Qu’il parle en son nom ou au nom du stoïcisme, la morale de Sénèque respire toujours le spiritualisme le plus élevé. Sur Dieu, sur la Providence, il énonce les idées les plus hautes, les plus chrétiennes même, et au fond pourtant son déisme n’est qu’une sorte de panthéisme. Sur la destinée de l’âme, il en est resté au doute de Cicéron. Tantôt il n’admet ni ne rejette le néant après cette vie ; tantôt il embrasse l’espoir d’une immortalité bienheureuse, et trouve alors des accents d’une hauteur incomparable.
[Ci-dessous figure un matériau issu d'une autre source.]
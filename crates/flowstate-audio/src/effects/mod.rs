//! Effect system: the capability trait, parameter storage and built-in effects.
//!
//! Every effect owns its parameters. All writes go through
//! [`Effect::set_parameter`], which recomputes derived state (coefficients,
//! delay-line sizes) before returning, so the next `process` call always sees
//! a consistent configuration.

pub mod biquad;
pub mod chorus;
pub mod compressor;
pub mod delay;
pub mod eq;
pub mod filter;
pub mod gain;
pub mod reverb;

use std::collections::BTreeMap;

use flowstate_core::{AudioBlock, Result, StreamProperties};
use tracing::{debug, warn};

use crate::channels::adapt_channels;

pub use chorus::Chorus;
pub use compressor::Compressor;
pub use delay::Delay;
pub use eq::ParametricEq;
pub use filter::{Filter, FilterMode};
pub use gain::Gain;
pub use reverb::Reverb;

/// Description of one effect parameter.
#[derive(Debug, Clone, PartialEq)]
pub struct ParamInfo {
    /// Parameter name used by `set_parameter`.
    pub name: String,
    /// Value on construction.
    pub default: f32,
    pub min: f32,
    pub max: f32,
    /// Unit label (e.g. "Hz", "dB", "ms").
    pub unit: &'static str,
    /// Values are rounded to whole numbers on write.
    pub stepped: bool,
}

impl ParamInfo {
    pub fn new(name: impl Into<String>, default: f32) -> Self {
        Self {
            name: name.into(),
            default,
            min: f32::MIN,
            max: f32::MAX,
            unit: "",
            stepped: false,
        }
    }

    /// Set the value range.
    pub const fn with_range(mut self, min: f32, max: f32) -> Self {
        self.min = min;
        self.max = max;
        self
    }

    /// Set the unit label.
    pub const fn with_unit(mut self, unit: &'static str) -> Self {
        self.unit = unit;
        self
    }

    /// Round written values to whole numbers.
    pub const fn stepped(mut self) -> Self {
        self.stepped = true;
        self
    }

    fn normalize(&self, value: f32) -> f32 {
        let value = value.clamp(self.min, self.max);
        if self.stepped {
            value.round()
        } else {
            value
        }
    }
}

/// Result of a parameter write.
#[derive(Debug, Clone, Copy, PartialEq, Eq)]
pub enum ParamWrite {
    /// The stored value changed; derived state must be recomputed.
    Changed,
    /// The value was already stored.
    Unchanged,
    /// No parameter with that name exists.
    Unknown,
}

/// Named parameter values owned by one effect.
#[derive(Debug, Clone)]
pub struct ParameterSet {
    infos: Vec<ParamInfo>,
    values: Vec<f32>,
}

impl ParameterSet {
    pub fn new(infos: Vec<ParamInfo>) -> Self {
        let values = infos.iter().map(|p| p.normalize(p.default)).collect();
        Self { infos, values }
    }

    pub fn infos(&self) -> &[ParamInfo] {
        &self.infos
    }

    pub fn index_of(&self, name: &str) -> Option<usize> {
        self.infos.iter().position(|p| p.name == name)
    }

    pub fn get(&self, name: &str) -> Option<f32> {
        self.index_of(name).map(|i| self.values[i])
    }

    /// Value of a parameter known to exist; unknown names read as 0.
    pub fn value(&self, name: &str) -> f32 {
        self.get(name).unwrap_or(0.0)
    }

    /// Store a value, clamped to the parameter's range.
    pub fn set(&mut self, name: &str, value: f32) -> ParamWrite {
        let Some(index) = self.index_of(name) else {
            return ParamWrite::Unknown;
        };
        if !value.is_finite() {
            warn!("Ignoring non-finite value for '{name}'");
            return ParamWrite::Unchanged;
        }
        let value = self.infos[index].normalize(value);
        if self.values[index].to_bits() == value.to_bits() {
            return ParamWrite::Unchanged;
        }
        self.values[index] = value;
        ParamWrite::Changed
    }

    pub fn names(&self) -> impl Iterator<Item = &str> {
        self.infos.iter().map(|p| p.name.as_str())
    }

    /// Name to value snapshot.
    pub fn snapshot(&self) -> BTreeMap<String, f32> {
        self.infos
            .iter()
            .zip(&self.values)
            .map(|(info, value)| (info.name.clone(), *value))
            .collect()
    }
}

/// State common to every effect: name, parameters, flags and stream properties.
#[derive(Debug, Clone)]
pub struct EffectBase {
    name: String,
    params: ParameterSet,
    enabled: bool,
    bypassed: bool,
    properties: StreamProperties,
}

impl EffectBase {
    pub fn new(name: impl Into<String>, params: Vec<ParamInfo>) -> Self {
        Self {
            name: name.into(),
            params: ParameterSet::new(params),
            enabled: true,
            bypassed: false,
            properties: StreamProperties::default(),
        }
    }

    pub fn name(&self) -> &str {
        &self.name
    }

    pub const fn params(&self) -> &ParameterSet {
        &self.params
    }

    /// Current value of a parameter.
    pub fn param(&self, name: &str) -> f32 {
        self.params.value(name)
    }

    pub const fn properties(&self) -> StreamProperties {
        self.properties
    }

    pub const fn sample_rate(&self) -> f32 {
        self.properties.sample_rate as f32
    }

    pub const fn channels(&self) -> usize {
        self.properties.channels as usize
    }
}

/// A single DSP transform with parameters and runtime state.
///
/// Implementors provide `configure` (derived state from parameters and stream
/// properties), `process` (the transform on a correctly shaped block) and
/// `reset` (clear filter memory and delay lines, keep parameters). The provided
/// methods implement the parameter, bypass and stream-change protocol on top.
pub trait Effect: Send {
    fn base(&self) -> &EffectBase;

    fn base_mut(&mut self) -> &mut EffectBase;

    /// Recompute all derived state from the current parameters and stream properties.
    ///
    /// Must be a pure function of that input so repeated calls never accumulate.
    fn configure(&mut self);

    /// Transform a block whose channel count matches the configured one.
    fn process(&mut self, block: &mut AudioBlock) -> Result<()>;

    /// Clear transient runtime state. Parameters are preserved.
    fn reset(&mut self);

    /// Latency introduced by the effect in frames.
    fn latency_frames(&self) -> usize {
        0
    }

    fn name(&self) -> &str {
        self.base().name()
    }

    /// Parameter descriptions.
    fn parameter_info(&self) -> &[ParamInfo] {
        self.base().params().infos()
    }

    /// Name to value snapshot of every parameter.
    fn get_parameters(&self) -> BTreeMap<String, f32> {
        self.base().params().snapshot()
    }

    fn get_parameter(&self, name: &str) -> Option<f32> {
        self.base().params().get(name)
    }

    /// Set a parameter and synchronously recompute derived state.
    ///
    /// Unknown names are logged and ignored; returns whether the name was known.
    fn set_parameter(&mut self, name: &str, value: f32) -> bool {
        match self.base_mut().params.set(name, value) {
            ParamWrite::Changed => {
                self.configure();
                true
            }
            ParamWrite::Unchanged => true,
            ParamWrite::Unknown => {
                let available: Vec<&str> = self.base().params().names().collect();
                warn!(
                    "Parameter '{name}' not found in {}. Available: {available:?}",
                    self.name()
                );
                false
            }
        }
    }

    fn stream_properties(&self) -> StreamProperties {
        self.base().properties()
    }

    /// Adopt new stream properties, recomputing derived state and resetting.
    fn set_stream_properties(&mut self, props: StreamProperties) {
        if self.base().properties == props {
            return;
        }
        debug!("Reconfiguring {} for {props}", self.name());
        self.base_mut().properties = props;
        self.configure();
        self.reset();
    }

    fn is_enabled(&self) -> bool {
        self.base().enabled
    }

    fn set_enabled(&mut self, enabled: bool) {
        self.base_mut().enabled = enabled;
    }

    fn is_bypassed(&self) -> bool {
        self.base().bypassed
    }

    fn set_bypass(&mut self, bypass: bool) {
        self.base_mut().bypassed = bypass;
    }

    /// Enabled and not bypassed.
    fn is_active(&self) -> bool {
        self.is_enabled() && !self.is_bypassed()
    }

    /// Run the effect on a block of any shape.
    ///
    /// Inactive effects are the identity. Active effects first adapt the
    /// block's channels to their configuration; an unsupported mismatch
    /// passes the block through untouched.
    fn process_block(&mut self, block: AudioBlock) -> Result<AudioBlock> {
        if !self.is_active() {
            return Ok(block);
        }
        let channels = self.stream_properties().channels;
        let (mut block, _) = adapt_channels(block, channels);
        if block.channels() != channels {
            return Ok(block);
        }
        self.process(&mut block)?;
        Ok(block)
    }
}

/// Names accepted by [`create_effect`].
pub const EFFECT_KINDS: [&str; 7] =
    ["gain", "eq", "filter", "compressor", "delay", "reverb", "chorus"];

/// Construct a built-in effect by kind name.
pub fn create_effect(kind: &str) -> Option<Box<dyn Effect>> {
    let effect: Box<dyn Effect> = match kind.to_ascii_lowercase().as_str() {
        "gain" => Box::new(Gain::new()),
        "eq" | "parametric_eq" | "equalizer" => Box::new(ParametricEq::new()),
        "filter" | "lowpass" | "highpass" => Box::new(Filter::new()),
        "compressor" => Box::new(Compressor::new()),
        "delay" | "echo" => Box::new(Delay::new()),
        "reverb" => Box::new(Reverb::new()),
        "chorus" => Box::new(Chorus::new()),
        _ => return None,
    };
    Some(effect)
}

/// Convert decibels to a linear amplitude factor.
pub fn db_to_linear(db: f32) -> f32 {
    10f32.powf(db / 20.0)
}

/// Convert a linear amplitude factor to decibels, flooring silence at -120 dB.
pub fn linear_to_db(linear: f32) -> f32 {
    20.0 * linear.max(1e-6).log10()
}

/// One-pole smoothing coefficient for a time constant in milliseconds.
pub fn time_constant_coeff(ms: f32, sample_rate: f32) -> f32 {
    let samples = ms * 0.001 * sample_rate;
    if samples <= 0.0 {
        0.0
    } else {
        (-1.0 / samples).exp()
    }
}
Mais en quoi il dépasse beaucoup la morale de Cicéron, c’est lorsqu’il flétrit avec une généreuse indignation la passion des Romains pour les spectacles de gladiateurs ; c’est lorsqu’il réprouve les distinctions de nobles et de non nobles, lorsqu’il revendique les droits primitifs de l’esclave, l’égalité naturelle des hommes, sans en faire un texte à déclamations dangereuses, mais pour éveiller chez les maîtres les sentiments de justice, de pitié, de fraternité que le temps seul, depuis, aidé du christianisme, a fait prévaloir en partie et qui sont si loin encore d’avoir triomphé.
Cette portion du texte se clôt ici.